Al cabo de un par de semanas, exhaustas, regresamos a Río de Janeiro, donde tomaríamos el avión a California. Nos alojamos en un hotel de Copacabana y, en vez de broncearnos en las playas de arena blanca, se nos ocurrió ir a una favela, para tener una idea de cómo viven los pobres y buscar otra pitonisa que hiciera el jogo de búzios, porque Tabra seguía fregándome con su escepticismo respecto a mi diosa Yemayá. Fuimos con una periodista brasilera y un chofer, que nos llevó en una camioneta por unos cerros de miseria absoluta, donde no entraba la policía y menos los turistas. En un terreno mucho más
modesto que el de Bahía, nos recibió una mujer de edad madura vestida con pantalones vaqueros. La sacerdotisa repitió el mismo ritual de las conchas que había visto en Bahía y sin vacilar dijo que yo pertenecía a la diosa Yemayá. Era imposible que las dos adivinas se hubiesen puesto de acuerdo. Esta vez Tabra debió tragarse sus comentarios irónicos.

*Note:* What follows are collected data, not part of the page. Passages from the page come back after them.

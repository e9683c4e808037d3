pub mod client;
pub mod config;

pub use client::{ChatCompletionClient, CreateResult, FinishReason, OpenAiClient, RequestUsage};
pub use config::LlmConfig;
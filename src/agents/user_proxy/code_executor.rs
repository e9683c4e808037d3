use std::path::Path;
use std::process::Stdio;

use lazy_static::lazy_static;
use regex::Regex;
use serde::{Deserialize, Serialize};
use tokio::process::Command;
use tracing::{debug, warn};

use crate::agents::user_proxy::config::LocalExecutorConfig;
use crate::types::AgentResult;

pub const DEFAULT_LANGUAGE: &str = "python";
pub const TIMEOUT_EXIT_CODE: i32 = 124;

lazy_static! {
    static ref CODE_BLOCK: Regex = Regex::new(r"```[ \t]*([\w+-]*)[^\n]*\n([\s\S]*?)```").unwrap();
}

#[derive(Debug, Clone, PartialEq, Serialize, Deserialize)]
pub struct CodeBlock {
    pub code: String,
    pub language: String,
}

#[derive(Debug, Clone, PartialEq, Serialize, Deserialize)]
pub struct CodeResult {
    pub exit_code: i32,
    pub output: String,
}

impl CodeResult {
    pub fn succeeded(&self) -> bool {
        self.exit_code == 0
    }

    /// Text sent back to the agent that wrote the code.
    pub fn to_reply(&self) -> String {
        let status = if self.succeeded() { "execution succeeded" } else { "execution failed" };
        format!("exitcode: {} ({})\nCode output: {}", self.exit_code, status, self.output)
    }
}

pub fn extract_code_blocks(text: &str) -> Vec<CodeBlock> {
    CODE_BLOCK
        .captures_iter(text)
        .map(|caps| {
            let language = caps.get(1).map(|m| m.as_str().to_lowercase()).unwrap_or_default();
            CodeBlock {
                code: caps[2].to_string(),
                language: if language.is_empty() { DEFAULT_LANGUAGE.to_string() } else { language },
            }
        })
        .collect()
}

fn interpreter_for(language: &str) -> Option<(&'static str, &'static str)> {
    match language {
        "sh" | "bash" | "shell" => Some(("sh", "sh")),
        "python" | "py" | "python3" => Some(("python3", "py")),
        _ => None,
    }
}

#[derive(Debug, Clone)]
pub struct LocalCodeExecutor {
    config: LocalExecutorConfig,
}

impl LocalCodeExecutor {
    pub fn new(config: LocalExecutorConfig) -> Self {
        Self { config }
    }

    /// Runs the blocks in order and stops at the first failure.
    pub async fn execute(&self, blocks: &[CodeBlock]) -> AgentResult<CodeResult> {
        let temp_dir;
        let work_dir: &Path = match &self.config.work_dir {
            Some(dir) => {
                tokio::fs::create_dir_all(dir).await?;
                dir
            }
            None => {
                temp_dir = tempfile::tempdir()?;
                temp_dir.path()
            }
        };

        let mut output = String::new();
        let mut exit_code = 0;
        for (i, block) in blocks.iter().enumerate() {
            let result = self.run_block(work_dir, i, block).await?;
            output.push_str(&result.output);
            exit_code = result.exit_code;
            if !result.succeeded() {
                break;
            }
        }

        Ok(CodeResult { exit_code, output })
    }

    async fn run_block(&self, work_dir: &Path, index: usize, block: &CodeBlock) -> AgentResult<CodeResult> {
        let Some((program, extension)) = interpreter_for(&block.language) else {
            warn!(language = %block.language, "refusing to run code in unknown language");
            return Ok(CodeResult {
                exit_code: 1,
                output: format!("unknown language {}", block.language),
            });
        };

        let file_name = format!("code_block_{}.{}", index, extension);
        tokio::fs::write(work_dir.join(&file_name), &block.code).await?;
        debug!(program, file = %file_name, "running code block");

        let child = Command::new(program)
            .arg(&file_name)
            .current_dir(work_dir)
            .stdin(Stdio::null())
            .kill_on_drop(true)
            .output();

        match tokio::time::timeout(self.config.timeout, child).await {
            Ok(result) => {
                let out = result?;
                let mut output = String::from_utf8_lossy(&out.stdout).into_owned();
                output.push_str(&String::from_utf8_lossy(&out.stderr));
                Ok(CodeResult {
                    exit_code: out.status.code().unwrap_or(-1),
                    output,
                })
            }
            Err(_) => {
                warn!(timeout = ?self.config.timeout, "code block timed out");
                Ok(CodeResult {
                    exit_code: TIMEOUT_EXIT_CODE,
                    output: "Timeout".to_string(),
                })
            }
        }
    }
}
use async_trait::async_trait;
use tracing::debug;

use crate::agents::agent::{ConversableAgent, Conversations};
use crate::llm::{ChatCompletionClient, LlmConfig, OpenAiClient};
use crate::types::{chat_history_to_llm_messages, AgentResult, ChatMessage, LLMMessage};

pub const DEFAULT_SYSTEM_MESSAGE: &str = "You are a helpful AI assistant. \
Solve the task you are given using your own knowledge and reasoning. \
Answer clearly and completely in a single reply.";

/// LLM-backed agent that answers whatever its peer sends.
pub struct AssistantAgent {
    name: String,
    system_message: String,
    client: Box<dyn ChatCompletionClient>,
    conversations: Conversations,
}

impl AssistantAgent {
    pub fn new(name: impl Into<String>, llm_config: LlmConfig) -> Self {
        Self::with_client(name, Box::new(OpenAiClient::new(llm_config)))
    }

    pub fn with_client(name: impl Into<String>, client: Box<dyn ChatCompletionClient>) -> Self {
        Self {
            name: name.into(),
            system_message: DEFAULT_SYSTEM_MESSAGE.to_string(),
            client,
            conversations: Conversations::default(),
        }
    }

    pub fn with_system_message(mut self, system_message: impl Into<String>) -> Self {
        self.system_message = system_message.into();
        self
    }

    pub fn system_message(&self) -> &str {
        &self.system_message
    }
}

#[async_trait]
impl ConversableAgent for AssistantAgent {
    fn name(&self) -> &str {
        &self.name
    }

    fn conversations(&self) -> &Conversations {
        &self.conversations
    }

    fn conversations_mut(&mut self) -> &mut Conversations {
        &mut self.conversations
    }

    async fn generate_reply(&mut self, peer: &str) -> AgentResult<Option<ChatMessage>> {
        if self.peer_wants_to_stop(peer) {
            debug!(agent = %self.name, peer, "peer asked to terminate");
            return Ok(None);
        }

        let mut messages = vec![LLMMessage::System(self.system_message.clone())];
        messages.extend(chat_history_to_llm_messages(self.conversations.with(peer)));

        let result = self.client.create(messages).await?;
        debug!(agent = %self.name, finish_reason = ?result.finish_reason, "model replied");

        Ok(Some(ChatMessage::new(self.name.clone(), result.content)))
    }
}
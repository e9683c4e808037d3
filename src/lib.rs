pub mod agents;
pub mod cli;
pub mod llm;
pub mod runner;
pub mod team;
pub mod types;

pub use llm::LlmConfig;
pub use runner::{AgentBackend, OpenAiBackend, PromptRunner, FALLBACK_REPLY};
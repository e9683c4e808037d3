pub mod error;
pub mod message;

pub use error::*;
pub use message::*;
//! Filesystem byte source.
//!
//! Ranges are always cheap on a local file, so range support is only
//! turned off by `disable_range`.

use std::io::ErrorKind;
use std::path::{Path, PathBuf};
use std::sync::{Arc, Mutex};

use bytes::Bytes;
use futures::future::BoxFuture;
use tokio::fs::File;
use tokio::io::{AsyncReadExt, AsyncSeekExt, SeekFrom};
use tokio::task::AbortHandle;
use tracing::debug;

use super::config::DocumentOptions;
use super::error::{PDFError, PDFResult};
use super::lock;
use super::stream_reader::{
    HeaderValues, PDFStream, PDFStreamRangeReader, PDFStreamReader, ProgressCallback, ReadQueue,
    ReaderHeaders,
};

/// Bytes per read from disk.
const READ_CHUNK_SIZE: usize = 65536;

pub struct PDFFileStream {
    path: PathBuf,
    options: DocumentOptions,
    full_reader: Mutex<Option<Arc<FileFullReader>>>,
    range_readers: Mutex<Vec<Arc<FileRangeReader>>>,
}

impl PDFFileStream {
    pub fn new(path: impl Into<PathBuf>, options: DocumentOptions) -> Self {
        PDFFileStream {
            path: path.into(),
            options,
            full_reader: Mutex::new(None),
            range_readers: Mutex::new(Vec::new()),
        }
    }
}

fn missing_pdf(path: &Path) -> PDFError {
    PDFError::MissingPdf(format!("Missing PDF \"{}\".", path.display()))
}

fn map_open_error(path: &Path, error: std::io::Error) -> PDFError {
    if error.kind() == ErrorKind::NotFound {
        missing_pdf(path)
    } else {
        PDFError::from(error)
    }
}

/// Reads `[begin, end)` (or to EOF when `end` is `None`) into `queue`.
async fn pump(
    path: PathBuf,
    begin: u64,
    end: Option<u64>,
    queue: Arc<ReadQueue>,
) -> PDFResult<()> {
    let mut file = File::open(&path)
        .await
        .map_err(|error| map_open_error(&path, error))?;
    if begin > 0 {
        file.seek(SeekFrom::Start(begin)).await?;
    }

    let mut remaining = end.map(|end| end.saturating_sub(begin));
    let mut buffer = vec![0u8; READ_CHUNK_SIZE];
    loop {
        let want = match remaining {
            Some(0) => break,
            Some(left) => (left as usize).min(READ_CHUNK_SIZE),
            None => READ_CHUNK_SIZE,
        };
        let read = file.read(&mut buffer[..want]).await?;
        if read == 0 {
            break;
        }
        queue.push(Bytes::copy_from_slice(&buffer[..read]));
        if let Some(left) = remaining.as_mut() {
            *left -= read as u64;
        }
    }
    queue.finish();
    Ok(())
}

impl PDFStream for PDFFileStream {
    fn get_full_reader(&self) -> PDFResult<Arc<dyn PDFStreamReader>> {
        let mut slot = lock(&self.full_reader);
        if slot.is_some() {
            return Err(PDFError::StreamError(
                "PDFFileStream.getFullReader can only be called once.".into(),
            ));
        }

        let reader = Arc::new(FileFullReader {
            headers: ReaderHeaders::new(HeaderValues {
                is_streaming_supported: !self.options.disable_stream,
                is_range_supported: !self.options.disable_range,
                ..Default::default()
            }),
            queue: Arc::new(ReadQueue::new()),
            task: Mutex::new(None),
        });

        let path = self.path.clone();
        let worker = Arc::clone(&reader);
        let task = tokio::spawn(async move {
            let length = match tokio::fs::metadata(&path).await {
                Ok(metadata) => metadata.len(),
                Err(error) => {
                    let error = map_open_error(&path, error);
                    worker.queue.fail(error.clone());
                    worker.headers.ready.reject(error);
                    return;
                }
            };

            let mut values = worker.headers.get();
            values.content_length = Some(length);
            worker.queue.set_total(Some(length));
            worker.headers.publish(values.clone());

            if !values.is_streaming_supported && values.is_range_supported {
                worker
                    .queue
                    .fail(PDFError::abort("streaming is disabled"));
                return;
            }
            if let Err(error) = pump(path, 0, None, Arc::clone(&worker.queue)).await {
                worker.queue.fail(error);
            }
        });
        *lock(&reader.task) = Some(task.abort_handle());

        *slot = Some(Arc::clone(&reader));
        Ok(reader)
    }

    fn get_range_reader(&self, begin: u64, end: u64) -> Option<Arc<dyn PDFStreamRangeReader>> {
        let queue = Arc::new(ReadQueue::new());
        queue.set_total(Some(end.saturating_sub(begin)));
        let path = self.path.clone();
        let task = tokio::spawn({
            let queue = Arc::clone(&queue);
            async move {
                if let Err(error) = pump(path, begin, Some(end), Arc::clone(&queue)).await {
                    queue.fail(error);
                }
            }
        });

        let reader = Arc::new(FileRangeReader {
            queue,
            is_streaming_supported: !self.options.disable_stream,
            task: task.abort_handle(),
        });
        let mut readers = lock(&self.range_readers);
        readers.retain(|reader| !reader.queue.is_done());
        readers.push(Arc::clone(&reader));
        Some(reader)
    }

    fn progressive_data_length(&self) -> u64 {
        lock(&self.full_reader)
            .as_ref()
            .map_or(0, |reader| reader.queue.loaded())
    }

    fn cancel_all_requests(&self, reason: PDFError) {
        if let Some(reader) = lock(&self.full_reader).clone() {
            reader.cancel(reason.clone());
        }
        let readers: Vec<_> = lock(&self.range_readers).drain(..).collect();
        for reader in readers {
            reader.cancel(reason.clone());
        }
    }
}

struct FileFullReader {
    headers: ReaderHeaders,
    queue: Arc<ReadQueue>,
    task: Mutex<Option<AbortHandle>>,
}

impl PDFStreamReader for FileFullReader {
    fn headers_ready(&self) -> BoxFuture<'static, PDFResult<()>> {
        Box::pin(self.headers.ready.promise())
    }

    fn filename(&self) -> Option<String> {
        None
    }

    fn content_length(&self) -> Option<u64> {
        self.headers.get().content_length
    }

    fn is_range_supported(&self) -> bool {
        self.headers.get().is_range_supported
    }

    fn is_streaming_supported(&self) -> bool {
        self.headers.get().is_streaming_supported
    }

    fn read(&self) -> BoxFuture<'_, PDFResult<Option<Bytes>>> {
        Box::pin(self.queue.read())
    }

    fn cancel(&self, reason: PDFError) {
        debug!(%reason, "Cancelling file reader");
        if let Some(task) = lock(&self.task).take() {
            task.abort();
        }
        self.headers.ready.reject(reason);
        self.queue.cancel();
    }

    fn set_on_progress(&self, callback: ProgressCallback) {
        self.queue.set_on_progress(callback);
    }
}

struct FileRangeReader {
    queue: Arc<ReadQueue>,
    is_streaming_supported: bool,
    task: AbortHandle,
}

impl PDFStreamRangeReader for FileRangeReader {
    fn is_streaming_supported(&self) -> bool {
        self.is_streaming_supported
    }

    fn read(&self) -> BoxFuture<'_, PDFResult<Option<Bytes>>> {
        Box::pin(self.queue.read())
    }

    fn cancel(&self, _reason: PDFError) {
        self.task.abort();
        self.queue.cancel();
    }

    fn set_on_progress(&self, callback: ProgressCallback) {
        self.queue.set_on_progress(callback);
    }
}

Dejamos la favela y en el camino de vuelta vimos un modesto local donde vendían comida típica al peso. Me pareció más pintoresco que almorzar cóctel de camarones en la terraza del hotel y le pedí al chofer que se detuviera. El hombre se quedó en la camioneta para cuidar el equipo de fotografía, mientras las demás hacíamos cola frente a un mesón para que nos echaran el guiso con una cuchara de palo en un plato de cartón. No sé por qué salí afuera, seguida por Lori y Amanda, tal vez para preguntarle al chofer si deseaba comer. Al asomarme a la puerta del local, noté que la calle, antes llena de tráfico y actividad, se había vaciado, no pasaban vehículos, las tiendas parecían cerradas, la gente había desaparecido. Al otro lado de la calle, a unos diez metros de distancia, un joven con pantalones azules y una camiseta de manga corta, esperaba en la parada del bus. Por detrás avanzó un hombre parecido, también joven, con pantalones oscuros y una camiseta similar, que llevaba sin disimulo una pistola grande en la mano. Levantó el arma, apuntó a la cabeza del otro y disparó. Por un instante no supe lo ocurrido, porque el balazo no fue explosivo como en el cine, sino un sonido sordo y seco. Saltó un chorro de sangre antes de que la víctima cayera. Y cuando estaba en el suelo, el asesino le disparó cuatro tiros más. Luego, tranquilo y desafiante, se alejó por la calle. Avancé como una autómata hacia el hombre que se desangraba en el suelo. Se estremeció con un par de violentas convulsiones y enseguida se quedó quieto, mientras a su alrededor crecía y crecía un charco de sangre luminosa. No alcancé a agacharme a socorrerlo, porque mis amigas y el chofer, que se había escondido en la camioneta durante el crimen, me arrastraron hacia el vehículo. En un minuto la calle se volvió a llenar de gente, escuché gritos, bocinazos, vi a los clientes salir corriendo del restaurante.